The ACBRD has collaborated with the trial team in assessing participants’ experiences in using this advanced technology and how it may impact on their psychological functioning. All 120 participants completed online surveys. In this first analysis, we found, that compared to those in the control group, the HCL users reported better diabetes-specific positive well-being (ie the sense of satisfaction from managing diabetes) and diabetes-specific quality of life. There were no differences between the groups in terms of diabetes distress or satisfaction with diabetes treatment, sleep quality or cognitive functioning.
Taking part in such a large clinical trial, involves a lot of extra examinations, clinic visits and contacts with the trial team, carrying around several monitoring devices. So, the experiences of participants in such a trial could be very different from those using the HCL in real life. The Medtronic 670G is now available in Australia. The users’ perspectives can now be studied in real life.
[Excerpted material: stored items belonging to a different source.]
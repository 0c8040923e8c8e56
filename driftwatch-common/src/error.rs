//! Common error types for driftwatch

use thiserror::Error;

/// Common result type for driftwatch operations
pub type Result<T> = std::result::Result<T, Error>;

/// Common error types across the driftwatch crates
#[derive(Error, Debug)]
pub enum Error {
    /// Database operation error (wraps sqlx::Error)
    #[error("Database error: {0}")]
    Database(#[from] sqlx::Error),

    /// I/O operation error (wraps std::io::Error)
    #[error("IO error: {0}")]
    Io(#[from] std::io::Error),

    /// Configuration loading or validation error
    #[error("Configuration error: {0}")]
    Config(String),

    /// Requested resource not found
    #[error("Not found: {0}")]
    NotFound(String),

    /// Invalid user input or request parameter
    #[error("Validation error: {0}")]
    Validation(String),

    /// External analysis service failure
    #[error("Analysis error: {0}")]
    Analysis(String),

    /// HTTP server error
    #[error("HTTP error: {0}")]
    Http(String),

    /// Internal server error
    #[error("Internal error: {0}")]
    Internal(String),
}

impl Error {
    /// True for errors callers may retry without changing the request.
    pub fn is_transient(&self) -> bool {
        matches!(self, Error::Database(_) | Error::Io(_) | Error::Analysis(_))
    }
}
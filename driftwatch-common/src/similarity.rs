//! Text similarity scoring
//!
//! Foundation for mutation scoring and duplicate-content matching. The
//! ratio is a pure function of the two inputs; content is compared as-is
//! with no case folding or whitespace normalization.

/// Normalized similarity ratio between two texts, in [0.0, 1.0].
///
/// 1.0 means the strings are identical (two empty strings included),
/// 0.0 means nothing survives between them. Symmetric in its arguments.
pub fn ratio(a: &str, b: &str) -> f64 {
    strsim::normalized_levenshtein(a, b)
}
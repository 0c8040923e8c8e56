//! Scripted simulation
//!
//! Replays canned incident chatter through the real post pipeline so
//! the dashboard has live data without external feeds. The scanner
//! yields scripted records, the verifier maps their scripted truth
//! status onto a verdict, and the publisher records that verdict in
//! the activity ring.

pub mod data;
pub mod publisher;
pub mod runner;
pub mod scanner;
pub mod verifier;

pub use data::{ScriptData, TruthStatus};
pub use runner::ReplayControl;
pub use scanner::Scanner;
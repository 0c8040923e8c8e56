//! # Driftwatch Common Library
//!
//! Shared code for the driftwatch backend including:
//! - Database schema, models and initialization
//! - Event types (IncidentEvent enum)
//! - Configuration loading
//! - Text analysis: similarity ratio, mutation scoring, diff opcodes

pub mod config;
pub mod db;
pub mod diff;
pub mod error;
pub mod events;
pub mod mutation;
pub mod similarity;

pub use error::{Error, Result};
pub use mutation::MutationCategory;
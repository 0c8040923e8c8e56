//! Configuration loading
//!
//! Settings resolve in priority order: command-line argument, environment
//! variable, TOML config file, compiled default. Command-line and
//! environment handling lives with the binaries (clap); this module owns
//! the TOML file and the defaults.

use serde::Deserialize;
use std::path::{Path, PathBuf};
use tracing::{debug, info};

use crate::{Error, Result};

pub const DEFAULT_PORT: u16 = 8000;
pub const DEFAULT_CONFIG_FILE: &str = "driftwatch.toml";

/// Server settings.
#[derive(Debug, Clone, Deserialize)]
#[serde(default)]
pub struct Settings {
    /// HTTP listen port
    pub port: u16,
    /// SQLite database file
    pub database_path: PathBuf,
    /// Scripted replay data file
    pub data_file: PathBuf,
    /// Per-viewer event channel capacity; a viewer this far behind is dropped
    pub sse_buffer: usize,
    /// Generative analysis endpoint used when no stored post matches
    pub analysis_endpoint: String,
    /// API key for the analysis endpoint; absent key degrades analysis
    /// to an UNKNOWN verdict instead of failing requests
    pub analysis_api_key: Option<String>,
}

impl Default for Settings {
    fn default() -> Self {
        Self {
            port: DEFAULT_PORT,
            database_path: PathBuf::from("driftwatch.db"),
            data_file: PathBuf::from("data/simulation_data.json"),
            sse_buffer: 64,
            analysis_endpoint:
                "https://generativelanguage.googleapis.com/v1beta/models/gemini-2.0-flash:generateContent"
                    .to_string(),
            analysis_api_key: None,
        }
    }
}

impl Settings {
    /// Load settings from a TOML file.
    ///
    /// An explicitly named file must exist and parse; the default file is
    /// optional and silently skipped when absent. The analysis API key
    /// falls back to the `GEMINI_API_KEY` environment variable when the
    /// file does not set one.
    pub fn load(explicit_path: Option<&Path>) -> Result<Self> {
        let mut settings = match explicit_path {
            Some(path) => {
                let content = std::fs::read_to_string(path).map_err(|e| {
                    Error::Config(format!("cannot read {}: {}", path.display(), e))
                })?;
                toml::from_str(&content)
                    .map_err(|e| Error::Config(format!("invalid {}: {}", path.display(), e)))?
            }
            None => {
                let path = Path::new(DEFAULT_CONFIG_FILE);
                if path.exists() {
                    let content = std::fs::read_to_string(path).map_err(|e| {
                        Error::Config(format!("cannot read {}: {}", path.display(), e))
                    })?;
                    let settings = toml::from_str(&content).map_err(|e| {
                        Error::Config(format!("invalid {}: {}", path.display(), e))
                    })?;
                    info!("Loaded settings from {}", path.display());
                    settings
                } else {
                    debug!("No {} found, using defaults", DEFAULT_CONFIG_FILE);
                    Settings::default()
                }
            }
        };

        if settings.analysis_api_key.is_none() {
            settings.analysis_api_key = std::env::var("GEMINI_API_KEY").ok();
        }

        Ok(settings)
    }
}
McAuley SA, Lee MH, Paldus B, Vogrin S, I de Bock M, Abraham MB, Bach LA, Burt MG, Cohen ND, Colman PG, Davis EA, Hendrieckx C, Holmes-Walker DJ, Kaye J, Keech AC, Kumareswaran K, MacIsaac RJ, McCallum RW, Sims CM, Speight J, Stranks SN, Sundararajan V, Trawley S, Ward GM, Jenkins AJ, Jones TW, O’Neal DN for the Australian JDRF Closed-Loop Research Group. Six Months of Hybrid Closed-Loop Versus Manual Insulin Delivery With Fingerprick Blood Glucose Monitoring in Adults With Type 1 Diabetes: A Randomized, Controlled Trial. Diabetes Care, 2020; 43(12):3024-3033.